Where "InputResult" occurs in a line of the entries below, copy that line.
Listed entries START
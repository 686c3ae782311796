//! Obstacles, coins and track lines, and the arena that owns them.
//!
//! Every entity carries a [`Traversal`]: the clock time it was spawned and
//! how long it takes to travel from the horizon (progress 0) to the camera
//! (progress 1). Progress is derived from the session clock on demand rather
//! than stored, so there is nothing to animate and nothing to unregister.

use super::lane::Lane;
use rand::Rng;
use std::collections::BTreeMap;

/// Identifier of a live entity, unique within its arena.
pub type EntityId = u64;

/// Spawn time and duration of an entity's trip down the track.
#[derive(Debug, Clone, Copy, PartialEq, Eq)]
pub struct Traversal {
    pub spawned_at_ms: u64,
    pub duration_ms: u64,
}

impl Traversal {
    pub fn new(spawned_at_ms: u64, duration_ms: u64) -> Self {
        Self {
            spawned_at_ms,
            duration_ms: duration_ms.max(1),
        }
    }

    /// Normalized progress at `now_ms`, clamped to `[0, 1]`.
    pub fn progress(&self, now_ms: u64) -> f64 {
        let elapsed = now_ms.saturating_sub(self.spawned_at_ms);
        (elapsed as f64 / self.duration_ms as f64).min(1.0)
    }

    /// True once the traversal has run its full duration.
    pub fn is_complete(&self, now_ms: u64) -> bool {
        now_ms.saturating_sub(self.spawned_at_ms) >= self.duration_ms
    }
}

/// Obstacle variants. Both end the run on contact; they only differ in
/// how they are drawn.
#[derive(Debug, Clone, Copy, PartialEq, Eq)]
pub enum ObstacleKind {
    Train,
    Barrier,
}

impl ObstacleKind {
    pub fn random<R: Rng + ?Sized>(rng: &mut R) -> Self {
        if rng.gen::<bool>() {
            Self::Train
        } else {
            Self::Barrier
        }
    }

    pub fn name(&self) -> &'static str {
        match self {
            Self::Train => "train",
            Self::Barrier => "barrier",
        }
    }
}

#[derive(Debug, Clone, PartialEq)]
pub struct Obstacle {
    pub lane: Lane,
    pub kind: ObstacleKind,
    pub traversal: Traversal,
    /// Set once this obstacle has ended the run; the session then removes it.
    pub checked: bool,
}

#[derive(Debug, Clone, PartialEq)]
pub struct Coin {
    pub lane: Lane,
    pub traversal: Traversal,
    /// Set once the player has picked this coin up; the session then removes
    /// it from the arena.
    pub collected: bool,
}

/// Decorative cross-tie scrolling down the track.
#[derive(Debug, Clone, PartialEq)]
pub struct TrackLine {
    pub traversal: Traversal,
}

/// Anything with a traversal can be retired by the arena.
pub trait Traversing {
    fn traversal(&self) -> &Traversal;

    fn progress(&self, now_ms: u64) -> f64 {
        self.traversal().progress(now_ms)
    }
}

impl Traversing for Obstacle {
    fn traversal(&self) -> &Traversal {
        &self.traversal
    }
}

impl Traversing for Coin {
    fn traversal(&self) -> &Traversal {
        &self.traversal
    }
}

impl Traversing for TrackLine {
    fn traversal(&self) -> &Traversal {
        &self.traversal
    }
}

/// Ordered store of live entities keyed by a monotonically increasing id.
///
/// Ids are never reused while the arena lives; [`EntityArena::clear`]
/// resets the counter along with the contents.
#[derive(Debug, Clone)]
pub struct EntityArena<T> {
    entities: BTreeMap<EntityId, T>,
    next_id: EntityId,
}

impl<T> Default for EntityArena<T> {
    fn default() -> Self {
        Self {
            entities: BTreeMap::new(),
            next_id: 0,
        }
    }
}

impl<T> EntityArena<T> {
    pub fn new() -> Self {
        Self::default()
    }

    /// Store `entity` under the next id and return that id.
    pub fn insert(&mut self, entity: T) -> EntityId {
        let id = self.next_id;
        self.next_id += 1;
        self.entities.insert(id, entity);
        id
    }

    pub fn get(&self, id: EntityId) -> Option<&T> {
        self.entities.get(&id)
    }

    pub fn contains(&self, id: EntityId) -> bool {
        self.entities.contains_key(&id)
    }

    pub fn remove(&mut self, id: EntityId) -> Option<T> {
        self.entities.remove(&id)
    }

    pub fn len(&self) -> usize {
        self.entities.len()
    }

    pub fn is_empty(&self) -> bool {
        self.entities.is_empty()
    }

    /// Live entities in spawn order.
    pub fn iter(&self) -> impl Iterator<Item = (EntityId, &T)> {
        self.entities.iter().map(|(&id, e)| (id, e))
    }

    pub fn iter_mut(&mut self) -> impl Iterator<Item = (EntityId, &mut T)> {
        self.entities.iter_mut().map(|(&id, e)| (id, e))
    }

    /// Id the next insert will receive.
    pub fn next_id(&self) -> EntityId {
        self.next_id
    }

    /// Drop every entity and restart ids from zero.
    pub fn clear(&mut self) {
        self.entities.clear();
        self.next_id = 0;
    }
}

impl<T: Traversing> EntityArena<T> {
    /// Remove every entity whose traversal has completed at `now_ms`.
    /// Returns the ids that were removed.
    pub fn retire_completed(&mut self, now_ms: u64) -> Vec<EntityId> {
        let done: Vec<EntityId> = self
            .entities
            .iter()
            .filter(|(_, e)| e.traversal().is_complete(now_ms))
            .map(|(&id, _)| id)
            .collect();
        for id in &done {
            self.entities.remove(id);
        }
        done
    }
}

#[cfg(test)]
mod tests {
    use super::*;

    fn line(spawned_at_ms: u64, duration_ms: u64) -> TrackLine {
        TrackLine {
            traversal: Traversal::new(spawned_at_ms, duration_ms),
        }
    }

    #[test]
    fn test_progress_from_elapsed_time() {
        let t = Traversal::new(1000, 2000);
        assert!((t.progress(1000) - 0.0).abs() < f64::EPSILON);
        assert!((t.progress(2000) - 0.5).abs() < f64::EPSILON);
        assert!((t.progress(2600) - 0.8).abs() < 1e-9);
        assert!((t.progress(5000) - 1.0).abs() < f64::EPSILON);
        // Before spawn reads as zero
        assert!((t.progress(500) - 0.0).abs() < f64::EPSILON);
    }

    #[test]
    fn test_zero_duration_is_clamped() {
        let t = Traversal::new(0, 0);
        assert_eq!(t.duration_ms, 1);
        assert!(t.is_complete(1));
    }

    #[test]
    fn test_ids_increase_and_are_not_reused() {
        let mut arena = EntityArena::new();
        let a = arena.insert(line(0, 100));
        let b = arena.insert(line(0, 100));
        assert_eq!((a, b), (0, 1));

        arena.remove(a);
        let c = arena.insert(line(0, 100));
        assert_eq!(c, 2, "removed ids must not be handed out again");
        assert_eq!(arena.len(), 2);
    }

    #[test]
    fn test_retire_completed() {
        let mut arena = EntityArena::new();
        let short = arena.insert(line(0, 100));
        let long = arena.insert(line(0, 500));

        assert!(arena.retire_completed(99).is_empty());
        assert_eq!(arena.retire_completed(100), vec![short]);
        assert!(!arena.contains(short));
        assert!(arena.contains(long));
    }

    #[test]
    fn test_clear_resets_ids() {
        let mut arena = EntityArena::new();
        arena.insert(line(0, 100));
        arena.insert(line(0, 100));
        arena.clear();

        assert!(arena.is_empty());
        assert_eq!(arena.next_id(), 0);
        assert_eq!(arena.insert(line(0, 100)), 0);
    }

    #[test]
    fn test_iter_in_spawn_order() {
        let mut arena = EntityArena::new();
        for i in 0..5 {
            arena.insert(line(i * 10, 100));
        }
        let ids: Vec<EntityId> = arena.iter().map(|(id, _)| id).collect();
        assert_eq!(ids, vec![0, 1, 2, 3, 4]);
    }
}
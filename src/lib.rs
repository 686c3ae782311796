//! Lane Runner - terminal endless runner library
//!
//! This module exposes the game logic for testing and external use. The
//! terminal UI lives in the binary.

pub mod profile;
pub mod runner;
pub mod shop;
pub mod utils;
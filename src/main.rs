mod input;
mod ui;

use crossterm::event::{self, DisableMouseCapture, EnableMouseCapture, Event, KeyEventKind};
use crossterm::terminal::{
    disable_raw_mode, enable_raw_mode, EnterAlternateScreen, LeaveAlternateScreen,
};
use crossterm::ExecutableCommand;
use input::{
    handle_game_input, handle_home_input, map_game_key, DragTracker, HomeAction, InputResult,
};
use lane_runner::profile::Profile;
use lane_runner::runner::{RunnerConfig, Session};
use lane_runner::utils::logging;
use ratatui::{backend::CrosstermBackend, Terminal};
use std::io;
use std::path::PathBuf;
use std::time::{Duration, Instant};
use tracing::{info, warn};
use ui::home_scene::{HomeScreen, HomeStats};
use ui::runner_scene::render_runner_scene;

const FRAME_POLL_MS: u64 = 16;

enum Screen {
    Home,
    Game,
}

struct Options {
    seed: Option<u64>,
    config_path: Option<PathBuf>,
}

fn print_usage() {
    println!("Lane Runner - Terminal Endless Runner\n");
    println!("Usage: lane-runner [options]\n");
    println!("Options:");
    println!("  --seed <N>       Seed spawn randomness for a repeatable run");
    println!("  --config <PATH>  Load tuning values from a JSON file");
    println!("  --version        Show version information");
    println!("  --help           Show this help message");
}

fn usage_error(message: &str) -> ! {
    eprintln!("{}", message);
    eprintln!("Run 'lane-runner --help' for usage.");
    std::process::exit(1);
}

fn parse_args() -> Options {
    let mut options = Options {
        seed: None,
        config_path: None,
    };
    let mut args = std::env::args().skip(1);

    while let Some(arg) = args.next() {
        match arg.as_str() {
            "--version" | "-v" => {
                println!("lane-runner {}", env!("CARGO_PKG_VERSION"));
                std::process::exit(0);
            }
            "--help" | "-h" => {
                print_usage();
                std::process::exit(0);
            }
            "--seed" => {
                let value = args
                    .next()
                    .unwrap_or_else(|| usage_error("--seed needs a value"));
                let seed = value
                    .parse::<u64>()
                    .unwrap_or_else(|_| usage_error(&format!("Invalid seed: {}", value)));
                options.seed = Some(seed);
            }
            "--config" => {
                let path = args
                    .next()
                    .unwrap_or_else(|| usage_error("--config needs a path"));
                options.config_path = Some(PathBuf::from(path));
            }
            other => usage_error(&format!("Unknown argument: {}", other)),
        }
    }
    options
}

fn main() -> io::Result<()> {
    let options = parse_args();

    if let Err(e) = logging::init() {
        eprintln!("Warning: file logging disabled: {}", e);
    }

    let config = match &options.config_path {
        Some(path) => match RunnerConfig::load(path) {
            Ok(config) => config,
            Err(e) => {
                warn!(path = %path.display(), error = %e, "rejected config");
                eprintln!("Could not load config {}: {}", path.display(), e);
                std::process::exit(1);
            }
        },
        None => RunnerConfig::default(),
    };

    let seed = options.seed.unwrap_or_else(rand::random);
    info!(seed, "lane-runner starting");

    // Setup terminal
    enable_raw_mode()?;
    let mut stdout = io::stdout();
    stdout.execute(EnterAlternateScreen)?;
    stdout.execute(EnableMouseCapture)?;
    let backend = CrosstermBackend::new(stdout);
    let mut terminal = Terminal::new(backend)?;

    let result = run(&mut terminal, config, seed);

    // Restore terminal
    disable_raw_mode()?;
    terminal.backend_mut().execute(DisableMouseCapture)?;
    terminal.backend_mut().execute(LeaveAlternateScreen)?;
    terminal.show_cursor()?;

    result
}

fn run(
    terminal: &mut Terminal<CrosstermBackend<io::Stdout>>,
    config: RunnerConfig,
    seed: u64,
) -> io::Result<()> {
    let mut current_screen = Screen::Home;
    let mut home = HomeScreen::new();
    let mut profile = Profile::default();

    let mut session = Session::new(config, seed);
    let mut drag = DragTracker::new();
    let mut last_frame = Instant::now();

    loop {
        match current_screen {
            Screen::Home => {
                let stats = HomeStats {
                    balance: profile.balance(),
                    best_score: profile.best_score(),
                    runs: profile.runs(),
                };
                terminal.draw(|f| {
                    let area = f.size();
                    home.draw(f, area, &stats);
                })?;

                if event::poll(Duration::from_millis(50))? {
                    if let Event::Key(key) = event::read()? {
                        if key.kind != KeyEventKind::Press {
                            continue;
                        }
                        match handle_home_input(key, &mut home) {
                            HomeAction::Play => {
                                session.restart();
                                last_frame = Instant::now();
                                current_screen = Screen::Game;
                            }
                            HomeAction::Quit => break,
                            HomeAction::None => {}
                        }
                    }
                }
            }
            Screen::Game => {
                terminal.draw(|f| {
                    let area = f.size();
                    render_runner_scene(f, area, &session);
                })?;

                if event::poll(Duration::from_millis(FRAME_POLL_MS))? {
                    let result = match event::read()? {
                        Event::Key(key) if key.kind == KeyEventKind::Press => {
                            handle_game_input(map_game_key(key), &mut session)
                        }
                        Event::Mouse(mouse) => {
                            match drag.handle(mouse, session.config().swipe_threshold) {
                                Some(swipe) => handle_game_input(
                                    input::GameInput::Swipe(swipe),
                                    &mut session,
                                ),
                                None => InputResult::Continue,
                            }
                        }
                        _ => InputResult::Continue,
                    };
                    match result {
                        InputResult::QuitToHome => {
                            current_screen = Screen::Home;
                            continue;
                        }
                        InputResult::Restarted => last_frame = Instant::now(),
                        InputResult::Continue => {}
                    }
                }

                let now = Instant::now();
                let elapsed = now.duration_since(last_frame).as_millis() as u64;
                last_frame = now;

                profile.record_all(&session.advance(elapsed));
            }
        }
    }

    info!(
        runs = profile.runs(),
        best_score = profile.best_score(),
        "lane-runner exiting"
    );
    Ok(())
}
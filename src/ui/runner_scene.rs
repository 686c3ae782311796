//! Game screen rendering.
//!
//! Uses a cell buffer for per-character color control: sky, track, scrolling
//! cross-ties, obstacles, coins and the runner are drawn into a 2D grid which
//! is then stamped row-by-row as Paragraph widgets. Everything on the track
//! is placed with the pseudo-3D projection, so lanes converge toward the
//! horizon and entities grow as they approach.

use super::game_common::{
    create_game_layout, format_thousands, render_info_panel_frame, render_result_modal,
    render_status_bar,
};
use lane_runner::runner::projection::{
    project, project_x, track_line_opacity, TRACK_BOTTOM, TRACK_TOP,
};
use lane_runner::runner::{Lane, ObstacleKind, Session, Traversing};
use ratatui::{
    layout::Rect,
    style::{Color, Modifier, Style},
    text::{Line, Span},
    widgets::Paragraph,
    Frame,
};

/// Depth (progress) at which the runner stands on the track.
const PLAYER_DEPTH: f64 = 0.85;
/// Rows the runner rises at the top of a jump.
const JUMP_ROWS: f64 = 3.0;
/// Track edges and lane dividers, as screen-x fractions at the camera.
const TRACK_LEFT: f64 = 0.08;
const TRACK_RIGHT: f64 = 0.92;
const LANE_DIVIDERS: [f64; 2] = [0.36, 0.64];
/// Width of one lane at the camera, as a fraction of screen width.
const LANE_WIDTH: f64 = 0.28;

const SKY: Color = Color::Rgb(24, 28, 50);
const TRACK_BG: Color = Color::Rgb(45, 55, 72);
const RAIL: Color = Color::Rgb(140, 140, 150);
const COIN: Color = Color::Rgb(255, 215, 0);

/// Skyline silhouettes: (left edge, height in rows, color).
const BUILDINGS: [(f64, u16, Color); 7] = [
    (0.05, 2, Color::Rgb(65, 78, 117)),
    (0.15, 3, Color::Rgb(58, 58, 90)),
    (0.28, 2, Color::Rgb(36, 40, 70)),
    (0.42, 3, Color::Rgb(65, 78, 117)),
    (0.58, 2, Color::Rgb(65, 78, 117)),
    (0.72, 3, Color::Rgb(58, 58, 90)),
    (0.85, 2, Color::Rgb(36, 40, 70)),
];

/// Render the game screen.
pub fn render_runner_scene(frame: &mut Frame, area: Rect, session: &Session) {
    let title_color = if session.is_over() {
        Color::Red
    } else {
        Color::LightYellow
    };
    let layout = create_game_layout(frame, area, " Lane Runner ", title_color, 24);

    render_play_field(frame, layout.content, session);
    render_status_bar_content(frame, layout.status_bar, session);
    render_hud(frame, layout.info_panel, session);

    if session.is_over() {
        render_game_over(frame, layout.content, session);
    }
}

#[derive(Clone, Copy)]
struct Cell {
    ch: char,
    fg: Color,
    bg: Color,
}

impl Default for Cell {
    fn default() -> Self {
        Self {
            ch: ' ',
            fg: Color::Reset,
            bg: SKY,
        }
    }
}

/// Cell grid with bounds-checked writes.
struct Canvas {
    width: usize,
    height: usize,
    cells: Vec<Vec<Cell>>,
}

impl Canvas {
    fn new(width: u16, height: u16) -> Self {
        Self {
            width: width as usize,
            height: height as usize,
            cells: vec![vec![Cell::default(); width as usize]; height as usize],
        }
    }

    fn col(&self, x_frac: f64) -> i32 {
        (x_frac * self.width as f64).floor() as i32
    }

    fn row(&self, y_frac: f64) -> i32 {
        (y_frac * self.height as f64).floor() as i32
    }

    fn bg_at(&self, col: i32, row: i32) -> Color {
        self.get(col, row).map_or(Color::Reset, |c| c.bg)
    }

    fn get(&self, col: i32, row: i32) -> Option<&Cell> {
        if col < 0 || row < 0 {
            return None;
        }
        self.cells.get(row as usize)?.get(col as usize)
    }

    /// Draw a glyph, keeping whatever background is already there.
    fn put(&mut self, col: i32, row: i32, ch: char, fg: Color) {
        let bg = self.bg_at(col, row);
        self.set(col, row, Cell { ch, fg, bg });
    }

    fn set(&mut self, col: i32, row: i32, cell: Cell) {
        if col < 0 || row < 0 || col as usize >= self.width || row as usize >= self.height {
            return;
        }
        self.cells[row as usize][col as usize] = cell;
    }
}

fn render_play_field(frame: &mut Frame, area: Rect, session: &Session) {
    if area.height < 6 || area.width < 20 {
        return;
    }

    let mut canvas = Canvas::new(area.width, area.height);
    let now = session.clock_ms();

    draw_skyline(&mut canvas);
    draw_track(&mut canvas);

    // ── Cross-ties ────────────────────────────────────────────────────
    for (_, line) in session.track_lines().iter() {
        let p = line.progress(now);
        let left = project_x(p, TRACK_LEFT);
        let right = project_x(p, TRACK_RIGHT);
        let row = canvas.row(left.y);
        let shade = (60.0 + track_line_opacity(p) * 160.0) as u8;
        for col in (canvas.col(left.x) + 1)..canvas.col(right.x) {
            canvas.put(col, row, '─', Color::Rgb(shade, shade, shade));
        }
    }

    // ── Entities, far to near ─────────────────────────────────────────
    let mut sprites: Vec<Sprite> = Vec::new();
    for (_, obstacle) in session.obstacles().iter() {
        sprites.push(Sprite::Obstacle {
            progress: obstacle.progress(now),
            lane: obstacle.lane,
            kind: obstacle.kind,
        });
    }
    for (_, coin) in session.coin_items().iter() {
        sprites.push(Sprite::Coin {
            progress: coin.progress(now),
            lane: coin.lane,
        });
    }
    sprites.sort_by(|a, b| a.depth().total_cmp(&b.depth()));

    let (far, near): (Vec<Sprite>, Vec<Sprite>) =
        sprites.into_iter().partition(|s| s.depth() <= PLAYER_DEPTH);
    for sprite in &far {
        sprite.draw(&mut canvas);
    }
    draw_runner(&mut canvas, session);
    for sprite in &near {
        sprite.draw(&mut canvas);
    }

    stamp(frame, area, &canvas);
}

fn draw_skyline(canvas: &mut Canvas) {
    let horizon = canvas.row(TRACK_TOP).max(1);
    for (left, height, color) in BUILDINGS {
        let start = canvas.col(left);
        let width = ((canvas.width as f64) * 0.06).round().max(2.0) as i32;
        for dy in 0..height as i32 {
            let row = horizon - 1 - dy;
            for col in start..start + width {
                let ch = if dy == height as i32 - 1 { '▄' } else { '█' };
                canvas.put(col, row, ch, color);
            }
        }
    }
}

fn draw_track(canvas: &mut Canvas) {
    let top = canvas.row(TRACK_TOP);
    let bottom = canvas.row(TRACK_BOTTOM).min(canvas.height as i32 - 1);

    for row in top..=canvas.height as i32 - 1 {
        // Rows below the track bottom continue at full width.
        let y = ((row as f64 + 0.5) / canvas.height as f64).min(TRACK_BOTTOM);
        let p = ((y - TRACK_TOP) / (TRACK_BOTTOM - TRACK_TOP)).clamp(0.0, 1.0);

        let left = canvas.col(project_x(p, TRACK_LEFT).x);
        let right = canvas.col(project_x(p, TRACK_RIGHT).x);
        for col in left..=right {
            canvas.set(
                col,
                row,
                Cell {
                    ch: ' ',
                    fg: Color::Reset,
                    bg: TRACK_BG,
                },
            );
        }
        canvas.put(left, row, '/', RAIL);
        canvas.put(right, row, '\\', RAIL);

        for divider in LANE_DIVIDERS {
            let col = canvas.col(project_x(p, divider).x);
            let ch = if row <= bottom { '│' } else { '┊' };
            canvas.put(col, row, ch, Color::Rgb(90, 95, 110));
        }
    }
}

enum Sprite {
    Obstacle {
        progress: f64,
        lane: Lane,
        kind: ObstacleKind,
    },
    Coin {
        progress: f64,
        lane: Lane,
    },
}

impl Sprite {
    fn depth(&self) -> f64 {
        match self {
            Self::Obstacle { progress, .. } | Self::Coin { progress, .. } => *progress,
        }
    }

    fn draw(&self, canvas: &mut Canvas) {
        match *self {
            Self::Obstacle {
                progress,
                lane,
                kind,
            } => {
                let proj = project(progress, lane);
                let width = ((LANE_WIDTH * 0.8 * proj.scale * canvas.width as f64).round() as i32).max(1);
                let height = ((proj.scale * 3.0).round() as i32).max(1);
                let left = canvas.col(proj.x) - width / 2;
                let base = canvas.row(proj.y);

                for dy in 0..height {
                    let row = base - dy;
                    for dx in 0..width {
                        let col = left + dx;
                        let (ch, fg) = match kind {
                            ObstacleKind::Train => {
                                if dy == height - 1 {
                                    ('▄', Color::Rgb(230, 90, 80))
                                } else if dy == 1 && dx % 2 == 1 {
                                    ('▪', Color::Rgb(250, 240, 180))
                                } else {
                                    ('█', Color::Rgb(190, 50, 50))
                                }
                            }
                            ObstacleKind::Barrier => {
                                if (dx + dy) % 2 == 0 {
                                    ('▒', Color::Red)
                                } else {
                                    ('▒', Color::White)
                                }
                            }
                        };
                        canvas.put(col, row, ch, fg);
                    }
                }
            }
            Self::Coin { progress, lane } => {
                let proj = project(progress, lane);
                let col = canvas.col(proj.x);
                let row = canvas.row(proj.y);
                if proj.scale > 0.75 {
                    canvas.put(col - 1, row, '(', COIN);
                    canvas.put(col, row, '$', COIN);
                    canvas.put(col + 1, row, ')', COIN);
                } else {
                    canvas.put(col, row, '●', COIN);
                }
            }
        }
    }
}

fn draw_runner(canvas: &mut Canvas, session: &Session) {
    let now = session.clock_ms();
    let config = session.config();
    let player = session.player();

    let ground = project_x(PLAYER_DEPTH, player.visual_x(now, config));
    let col = canvas.col(ground.x);
    let ground_row = canvas.row(ground.y);
    let lift = (player.jump_height(now, config) * JUMP_ROWS).round() as i32;
    let feet = ground_row - lift;
    let wide = player.scale(now, config) > 1.15;

    if lift > 0 {
        canvas.put(col, ground_row, '▁', Color::Rgb(20, 20, 30));
    }

    let color = if session.is_over() {
        Color::Red
    } else {
        Color::LightYellow
    };

    // Legs alternate while running
    let stride = (now / 150) % 2 == 0;
    let (l, r) = if lift > 0 {
        ('╯', '╰')
    } else if stride {
        ('/', ' ')
    } else {
        (' ', '\\')
    };
    canvas.put(col - 1, feet, l, color);
    canvas.put(col + 1, feet, r, color);
    canvas.put(col, feet, '▀', color);

    canvas.put(col, feet - 1, '█', color);
    if wide {
        canvas.put(col - 1, feet - 1, '▐', color);
        canvas.put(col + 1, feet - 1, '▌', color);
    }
    canvas.put(col, feet - 2, 'o', Color::Rgb(255, 200, 150));
}

/// Copy the canvas into the frame, merging runs of identical style.
fn stamp(frame: &mut Frame, area: Rect, canvas: &Canvas) {
    for (row_idx, row_data) in canvas.cells.iter().enumerate() {
        let mut spans: Vec<Span> = Vec::new();
        let mut current_fg = Color::Reset;
        let mut current_bg = Color::Reset;
        let mut current_text = String::new();

        for &cell in row_data.iter() {
            if (cell.fg != current_fg || cell.bg != current_bg) && !current_text.is_empty() {
                spans.push(Span::styled(
                    std::mem::take(&mut current_text),
                    Style::default().fg(current_fg).bg(current_bg),
                ));
            }
            current_fg = cell.fg;
            current_bg = cell.bg;
            current_text.push(cell.ch);
        }
        if !current_text.is_empty() {
            spans.push(Span::styled(
                current_text,
                Style::default().fg(current_fg).bg(current_bg),
            ));
        }

        let row_area = Rect::new(area.x, area.y + row_idx as u16, area.width, 1);
        frame.render_widget(Paragraph::new(Line::from(spans)), row_area);
    }
}

fn render_status_bar_content(frame: &mut Frame, area: Rect, session: &Session) {
    if session.is_over() {
        render_status_bar(
            frame,
            area,
            "Crashed!",
            Color::Red,
            &[("[R/Enter]", "Play Again"), ("[Esc]", "Home")],
        );
        return;
    }

    let airborne = session
        .player()
        .is_jumping(session.clock_ms(), session.config());
    let status = if airborne { "Airborne!" } else { "Run!" };
    render_status_bar(
        frame,
        area,
        status,
        Color::LightYellow,
        &[
            ("[←/→]", "Lane"),
            ("[↑/Space]", "Jump"),
            ("[Drag]", "Swipe"),
            ("[Esc]", "Home"),
        ],
    );
}

fn render_hud(frame: &mut Frame, area: Rect, session: &Session) {
    let inner = render_info_panel_frame(frame, area, " Run ");

    let label = Style::default().fg(Color::DarkGray);
    let lines: Vec<Line> = vec![
        Line::from(vec![
            Span::styled("Score: ", label),
            Span::styled(
                format_thousands(session.score()),
                Style::default()
                    .fg(Color::White)
                    .add_modifier(Modifier::BOLD),
            ),
        ]),
        Line::from(vec![
            Span::styled("Coins: ", label),
            Span::styled(
                format!("{} $", session.coins()),
                Style::default().fg(COIN),
            ),
        ]),
        Line::from(vec![
            Span::styled("Multiplier: ", label),
            Span::styled(
                format!("x{:.1} ★", session.multiplier()),
                Style::default().fg(Color::LightYellow),
            ),
        ]),
        Line::from(vec![
            Span::styled("Speed: ", label),
            Span::styled(
                format!("{}ms", session.speed_ms()),
                Style::default().fg(Color::White),
            ),
        ]),
        Line::from(""),
        Line::from(Span::styled(
            "Legend:",
            Style::default()
                .fg(Color::Yellow)
                .add_modifier(Modifier::BOLD),
        )),
        Line::from(vec![
            Span::styled(" █ ", Style::default().fg(Color::LightYellow)),
            Span::styled("Runner", label),
        ]),
        Line::from(vec![
            Span::styled(" █ ", Style::default().fg(Color::Rgb(190, 50, 50))),
            Span::styled("Train - jump it", label),
        ]),
        Line::from(vec![
            Span::styled(" ▒ ", Style::default().fg(Color::Red)),
            Span::styled("Barrier", label),
        ]),
        Line::from(vec![
            Span::styled(" $ ", Style::default().fg(COIN)),
            Span::styled("Coin (+0.1x)", label),
        ]),
    ];

    frame.render_widget(Paragraph::new(lines), inner);
}

fn render_game_over(frame: &mut Frame, area: Rect, session: &Session) {
    render_result_modal(
        frame,
        area,
        "GAME OVER",
        Color::Red,
        &[
            ("SCORE", format_thousands(session.score())),
            ("COINS", format!("{} $", session.coins())),
            ("MULT", format!("x{:.1}", session.multiplier())),
        ],
        "[R] Play Again   [Esc] Home",
    );
}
Listed entries END
Answer for this exercise
    handle_game_input, handle_home_input, map_game_key, DragTracker, HomeAction, InputResult,
                                None => InputResult::Continue,
                        _ => InputResult::Continue,
                        InputResult::QuitToHome => {
                        InputResult::Restarted => last_frame = Instant::now(),
                        InputResult::Continue => {}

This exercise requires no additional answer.